__ABOUT THIS EXERCISE__. Please reproduce verbatim the lines below, from the first through the one with "impl fmt::Display for".

__AVAILABLE RECORDS__.
[Start of section]

// author: kodeholic (powered by Gemini)

use std::fmt;

#[derive(Debug)]
pub enum ProctorError {
    NotAuthenticated,
    InvalidToken,
    AdminRoleRequired,
    InvalidOpcode(u8),
    InvalidPayload(String),
    MissingStudentId,
    StudentNotFound(String),
    SessionNotFound(String),
    EngineFailure(String),
    SinkFailure(String),
    DetectorFailure(String),
    InternalError(String),
    IoError(std::io::Error),
}

impl fmt::Display for ProctorError {
    fn fmt(&self, f: &mut fmt::Formatter<'_>) -> fmt::Result {
        match self {
            ProctorError::NotAuthenticated => write!(f, "Socket has not identified yet"),
            ProctorError::InvalidToken => write!(f, "Token verification failed"),
            ProctorError::AdminRoleRequired => write!(f, "Admin role required for this operation"),
            ProctorError::InvalidOpcode(op) => write!(f, "Unknown opcode: {}", op),
            ProctorError::InvalidPayload(msg) => write!(f, "Invalid payload: {}", msg),
            ProctorError::MissingStudentId => write!(f, "No student ID provided"),
            ProctorError::StudentNotFound(id) => write!(f, "No live session for student: {}", id),
            ProctorError::SessionNotFound(sid) => write!(f, "Session not found: {}", sid),
            ProctorError::EngineFailure(msg) => write!(f, "Media engine failure: {}", msg),
            ProctorError::SinkFailure(msg) => write!(f, "Activity sink failure: {}", msg),
            ProctorError::DetectorFailure(msg) => write!(f, "Detection failure: {}", msg),
            ProctorError::InternalError(msg) => write!(f, "Internal error: {}", msg),
            ProctorError::IoError(err) => write!(f, "Network I/O error: {}", err),
        }
    }
}

impl std::error::Error for ProctorError {}

impl From<std::io::Error> for ProctorError {
    fn from(err: std::io::Error) -> Self {
        ProctorError::IoError(err)
    }
}

pub type ProctorResult<T> = Result<T, ProctorError>;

[End of section]

__SOLUTION FOR THIS PROBLEM__.
// author: kodeholic (powered by Gemini)

use std::fmt;

#[derive(Debug)]
pub enum ProctorError {
    NotAuthenticated,
    InvalidToken,
    AdminRoleRequired,
    InvalidOpcode(u8),
    InvalidPayload(String),
    MissingStudentId,
    StudentNotFound(String),
    SessionNotFound(String),
    EngineFailure(String),
    SinkFailure(String),
    DetectorFailure(String),
    InternalError(String),
    IoError(std::io::Error),
}

impl fmt::Display for ProctorError {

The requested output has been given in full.